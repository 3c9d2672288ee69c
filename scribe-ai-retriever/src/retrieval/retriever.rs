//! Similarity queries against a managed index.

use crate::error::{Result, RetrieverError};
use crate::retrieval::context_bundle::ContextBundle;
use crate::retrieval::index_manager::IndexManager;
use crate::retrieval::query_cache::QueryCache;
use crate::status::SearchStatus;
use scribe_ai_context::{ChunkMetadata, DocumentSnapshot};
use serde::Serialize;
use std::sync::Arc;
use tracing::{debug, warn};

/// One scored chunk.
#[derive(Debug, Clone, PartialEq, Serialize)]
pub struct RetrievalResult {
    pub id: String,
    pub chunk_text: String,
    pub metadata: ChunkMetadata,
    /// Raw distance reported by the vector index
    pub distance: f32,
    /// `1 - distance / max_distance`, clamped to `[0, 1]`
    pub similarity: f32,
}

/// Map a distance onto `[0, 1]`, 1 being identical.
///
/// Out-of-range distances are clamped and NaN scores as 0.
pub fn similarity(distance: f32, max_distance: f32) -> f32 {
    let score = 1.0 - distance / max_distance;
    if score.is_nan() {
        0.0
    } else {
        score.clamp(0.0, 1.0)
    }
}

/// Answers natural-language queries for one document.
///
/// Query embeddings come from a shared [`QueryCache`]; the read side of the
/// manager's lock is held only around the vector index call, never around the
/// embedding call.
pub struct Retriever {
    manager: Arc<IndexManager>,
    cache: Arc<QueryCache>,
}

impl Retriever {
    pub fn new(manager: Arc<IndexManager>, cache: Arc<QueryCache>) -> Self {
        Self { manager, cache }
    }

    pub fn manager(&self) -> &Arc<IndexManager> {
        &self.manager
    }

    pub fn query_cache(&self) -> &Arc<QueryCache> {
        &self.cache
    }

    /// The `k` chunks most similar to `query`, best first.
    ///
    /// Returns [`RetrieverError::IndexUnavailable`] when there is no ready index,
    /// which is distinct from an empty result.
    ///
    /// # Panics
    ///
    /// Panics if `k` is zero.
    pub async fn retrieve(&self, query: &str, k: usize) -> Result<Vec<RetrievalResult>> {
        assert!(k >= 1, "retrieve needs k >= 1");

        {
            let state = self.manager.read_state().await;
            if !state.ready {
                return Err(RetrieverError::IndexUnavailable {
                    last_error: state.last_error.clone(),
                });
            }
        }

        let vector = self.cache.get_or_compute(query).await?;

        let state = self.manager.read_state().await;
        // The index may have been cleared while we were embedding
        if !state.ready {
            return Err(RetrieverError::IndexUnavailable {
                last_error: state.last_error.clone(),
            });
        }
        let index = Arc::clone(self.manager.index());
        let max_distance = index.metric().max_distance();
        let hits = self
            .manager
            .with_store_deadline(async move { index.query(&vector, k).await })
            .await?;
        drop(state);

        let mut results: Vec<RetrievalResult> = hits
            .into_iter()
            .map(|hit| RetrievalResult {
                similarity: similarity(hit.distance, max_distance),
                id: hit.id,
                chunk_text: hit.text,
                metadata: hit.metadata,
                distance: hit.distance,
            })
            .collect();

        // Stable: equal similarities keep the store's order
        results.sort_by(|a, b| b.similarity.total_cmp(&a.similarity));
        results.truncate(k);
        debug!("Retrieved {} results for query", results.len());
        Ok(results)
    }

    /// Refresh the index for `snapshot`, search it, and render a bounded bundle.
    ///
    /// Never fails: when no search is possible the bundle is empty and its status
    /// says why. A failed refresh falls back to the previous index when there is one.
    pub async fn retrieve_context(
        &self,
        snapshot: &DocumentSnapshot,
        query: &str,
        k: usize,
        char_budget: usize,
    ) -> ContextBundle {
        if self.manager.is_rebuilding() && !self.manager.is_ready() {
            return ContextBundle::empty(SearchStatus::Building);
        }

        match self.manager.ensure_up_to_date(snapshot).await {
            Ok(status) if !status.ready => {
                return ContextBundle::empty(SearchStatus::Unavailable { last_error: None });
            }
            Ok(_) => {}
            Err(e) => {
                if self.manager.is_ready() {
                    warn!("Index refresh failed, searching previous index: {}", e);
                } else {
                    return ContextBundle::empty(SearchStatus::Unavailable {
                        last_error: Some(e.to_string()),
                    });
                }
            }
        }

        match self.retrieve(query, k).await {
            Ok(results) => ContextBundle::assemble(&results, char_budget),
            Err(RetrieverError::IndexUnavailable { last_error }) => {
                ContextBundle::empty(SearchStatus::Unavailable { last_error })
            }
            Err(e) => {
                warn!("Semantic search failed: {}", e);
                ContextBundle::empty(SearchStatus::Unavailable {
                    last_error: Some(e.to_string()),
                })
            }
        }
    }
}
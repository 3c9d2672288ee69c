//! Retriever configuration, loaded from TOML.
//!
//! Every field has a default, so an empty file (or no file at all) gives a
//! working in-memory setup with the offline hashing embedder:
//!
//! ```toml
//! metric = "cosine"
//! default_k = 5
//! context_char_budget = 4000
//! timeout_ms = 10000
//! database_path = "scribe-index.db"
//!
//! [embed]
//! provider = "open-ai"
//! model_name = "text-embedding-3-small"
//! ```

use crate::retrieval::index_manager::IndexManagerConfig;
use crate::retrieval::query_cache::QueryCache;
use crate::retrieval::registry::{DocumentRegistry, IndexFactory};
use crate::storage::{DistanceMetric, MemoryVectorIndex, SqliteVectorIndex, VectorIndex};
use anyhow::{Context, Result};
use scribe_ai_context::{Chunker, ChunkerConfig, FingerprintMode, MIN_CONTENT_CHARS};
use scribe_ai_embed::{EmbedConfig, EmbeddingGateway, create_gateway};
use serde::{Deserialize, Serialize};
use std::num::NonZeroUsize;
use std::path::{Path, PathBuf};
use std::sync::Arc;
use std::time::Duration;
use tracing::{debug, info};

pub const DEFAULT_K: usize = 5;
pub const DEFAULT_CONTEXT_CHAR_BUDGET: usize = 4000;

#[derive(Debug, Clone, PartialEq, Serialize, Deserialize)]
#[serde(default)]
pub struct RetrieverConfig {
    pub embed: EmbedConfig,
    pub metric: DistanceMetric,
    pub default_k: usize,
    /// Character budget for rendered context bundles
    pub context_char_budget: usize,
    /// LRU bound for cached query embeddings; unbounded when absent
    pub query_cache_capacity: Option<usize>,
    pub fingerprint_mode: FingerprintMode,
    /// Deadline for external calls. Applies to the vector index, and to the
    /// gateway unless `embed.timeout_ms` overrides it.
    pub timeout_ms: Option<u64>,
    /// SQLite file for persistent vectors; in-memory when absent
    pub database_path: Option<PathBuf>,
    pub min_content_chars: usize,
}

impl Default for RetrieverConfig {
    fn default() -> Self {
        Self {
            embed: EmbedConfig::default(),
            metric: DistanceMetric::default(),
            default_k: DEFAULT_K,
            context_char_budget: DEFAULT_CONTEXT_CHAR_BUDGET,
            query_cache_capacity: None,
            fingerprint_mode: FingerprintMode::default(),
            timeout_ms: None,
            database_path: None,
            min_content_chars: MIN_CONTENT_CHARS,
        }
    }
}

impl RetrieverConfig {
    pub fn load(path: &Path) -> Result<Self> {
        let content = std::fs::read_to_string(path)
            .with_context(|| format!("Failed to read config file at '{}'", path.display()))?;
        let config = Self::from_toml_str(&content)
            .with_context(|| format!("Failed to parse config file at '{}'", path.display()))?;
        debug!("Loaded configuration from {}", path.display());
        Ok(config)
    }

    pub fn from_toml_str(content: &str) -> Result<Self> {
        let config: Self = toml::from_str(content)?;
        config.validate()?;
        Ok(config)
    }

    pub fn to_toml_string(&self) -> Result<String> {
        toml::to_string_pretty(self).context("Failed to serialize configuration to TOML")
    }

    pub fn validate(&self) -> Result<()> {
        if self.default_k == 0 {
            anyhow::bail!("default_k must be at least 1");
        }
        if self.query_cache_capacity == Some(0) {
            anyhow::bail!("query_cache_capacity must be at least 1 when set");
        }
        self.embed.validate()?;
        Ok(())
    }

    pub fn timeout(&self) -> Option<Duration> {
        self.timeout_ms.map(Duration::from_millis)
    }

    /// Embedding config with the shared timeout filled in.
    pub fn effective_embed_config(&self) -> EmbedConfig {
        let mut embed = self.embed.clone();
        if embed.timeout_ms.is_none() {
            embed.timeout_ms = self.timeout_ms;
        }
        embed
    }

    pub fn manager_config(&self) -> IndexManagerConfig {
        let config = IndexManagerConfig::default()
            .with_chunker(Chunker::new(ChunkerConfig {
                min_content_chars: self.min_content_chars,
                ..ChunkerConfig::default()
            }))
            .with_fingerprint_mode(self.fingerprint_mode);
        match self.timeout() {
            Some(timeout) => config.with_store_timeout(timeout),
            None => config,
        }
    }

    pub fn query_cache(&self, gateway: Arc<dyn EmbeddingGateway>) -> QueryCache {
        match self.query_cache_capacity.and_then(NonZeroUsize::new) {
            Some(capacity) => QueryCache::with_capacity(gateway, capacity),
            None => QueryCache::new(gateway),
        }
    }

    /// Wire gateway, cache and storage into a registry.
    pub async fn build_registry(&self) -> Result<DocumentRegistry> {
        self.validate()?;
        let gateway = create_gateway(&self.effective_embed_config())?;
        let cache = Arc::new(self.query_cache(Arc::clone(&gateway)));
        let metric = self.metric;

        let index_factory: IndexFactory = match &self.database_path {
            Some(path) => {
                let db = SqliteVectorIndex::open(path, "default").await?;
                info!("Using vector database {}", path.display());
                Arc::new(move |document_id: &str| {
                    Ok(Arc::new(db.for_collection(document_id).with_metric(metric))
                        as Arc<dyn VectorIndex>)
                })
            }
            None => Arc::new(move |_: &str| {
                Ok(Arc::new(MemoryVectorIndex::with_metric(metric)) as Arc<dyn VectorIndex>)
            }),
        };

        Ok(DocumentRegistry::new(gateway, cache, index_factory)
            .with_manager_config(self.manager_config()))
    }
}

==

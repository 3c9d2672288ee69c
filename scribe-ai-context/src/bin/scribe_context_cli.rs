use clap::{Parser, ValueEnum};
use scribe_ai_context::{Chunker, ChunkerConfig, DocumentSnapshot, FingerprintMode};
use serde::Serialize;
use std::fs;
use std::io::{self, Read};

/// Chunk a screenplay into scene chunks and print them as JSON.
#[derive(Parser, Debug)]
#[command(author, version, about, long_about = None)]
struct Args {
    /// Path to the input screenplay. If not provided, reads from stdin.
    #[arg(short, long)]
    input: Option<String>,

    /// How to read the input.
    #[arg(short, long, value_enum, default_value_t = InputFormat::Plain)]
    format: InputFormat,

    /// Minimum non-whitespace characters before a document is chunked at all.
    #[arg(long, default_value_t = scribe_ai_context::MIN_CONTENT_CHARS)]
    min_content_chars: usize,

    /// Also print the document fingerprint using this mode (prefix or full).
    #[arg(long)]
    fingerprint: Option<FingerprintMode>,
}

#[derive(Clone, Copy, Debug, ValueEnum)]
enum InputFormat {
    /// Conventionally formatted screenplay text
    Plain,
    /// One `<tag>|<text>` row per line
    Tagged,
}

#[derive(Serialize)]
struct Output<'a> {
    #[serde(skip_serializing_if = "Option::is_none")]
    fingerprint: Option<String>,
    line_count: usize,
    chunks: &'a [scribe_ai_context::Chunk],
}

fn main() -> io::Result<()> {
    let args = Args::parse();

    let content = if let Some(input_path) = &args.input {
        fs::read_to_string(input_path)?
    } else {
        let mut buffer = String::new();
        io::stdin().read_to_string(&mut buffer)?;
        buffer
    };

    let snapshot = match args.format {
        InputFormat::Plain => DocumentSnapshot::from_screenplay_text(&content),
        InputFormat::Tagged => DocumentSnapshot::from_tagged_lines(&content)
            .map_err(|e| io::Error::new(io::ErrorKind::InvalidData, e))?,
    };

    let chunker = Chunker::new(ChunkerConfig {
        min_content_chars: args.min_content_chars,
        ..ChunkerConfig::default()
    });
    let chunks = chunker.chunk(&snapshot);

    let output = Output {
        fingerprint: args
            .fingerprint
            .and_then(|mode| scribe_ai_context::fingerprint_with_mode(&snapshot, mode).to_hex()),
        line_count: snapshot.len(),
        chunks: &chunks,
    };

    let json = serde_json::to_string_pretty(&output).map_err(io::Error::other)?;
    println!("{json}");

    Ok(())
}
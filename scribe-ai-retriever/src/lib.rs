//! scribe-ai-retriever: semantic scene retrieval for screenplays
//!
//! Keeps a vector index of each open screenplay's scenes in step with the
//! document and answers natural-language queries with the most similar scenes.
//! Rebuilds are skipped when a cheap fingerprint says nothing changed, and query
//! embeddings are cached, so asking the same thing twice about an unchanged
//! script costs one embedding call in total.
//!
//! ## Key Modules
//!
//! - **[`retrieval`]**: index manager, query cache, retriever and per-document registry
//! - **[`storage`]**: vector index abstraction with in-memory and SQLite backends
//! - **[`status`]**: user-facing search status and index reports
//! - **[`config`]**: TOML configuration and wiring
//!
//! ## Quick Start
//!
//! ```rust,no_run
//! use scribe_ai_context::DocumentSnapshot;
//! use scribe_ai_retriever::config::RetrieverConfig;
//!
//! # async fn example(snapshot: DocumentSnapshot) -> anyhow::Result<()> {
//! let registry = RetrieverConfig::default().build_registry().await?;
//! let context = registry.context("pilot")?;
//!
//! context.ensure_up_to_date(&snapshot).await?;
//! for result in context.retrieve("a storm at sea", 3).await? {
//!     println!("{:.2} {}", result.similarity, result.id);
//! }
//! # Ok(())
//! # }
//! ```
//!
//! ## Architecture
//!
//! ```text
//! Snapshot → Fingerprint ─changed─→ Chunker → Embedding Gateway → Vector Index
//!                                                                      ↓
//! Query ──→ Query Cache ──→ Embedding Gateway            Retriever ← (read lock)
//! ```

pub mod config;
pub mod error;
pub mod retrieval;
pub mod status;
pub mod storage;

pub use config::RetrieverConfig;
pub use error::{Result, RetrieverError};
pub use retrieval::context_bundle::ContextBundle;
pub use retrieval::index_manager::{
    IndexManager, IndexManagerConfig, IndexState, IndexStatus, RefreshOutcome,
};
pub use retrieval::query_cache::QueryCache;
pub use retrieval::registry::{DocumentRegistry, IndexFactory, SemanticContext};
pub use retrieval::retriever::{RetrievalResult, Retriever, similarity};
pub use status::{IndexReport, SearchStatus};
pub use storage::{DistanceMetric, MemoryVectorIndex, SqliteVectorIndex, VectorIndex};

- [TASK PROMPT] Select, from the listing, all lines that include the word "least".

- [WRITTEN ANSWER]
            anyhow::bail!("default_k must be at least 1");
            anyhow::bail!("query_cache_capacity must be at least 1 when set");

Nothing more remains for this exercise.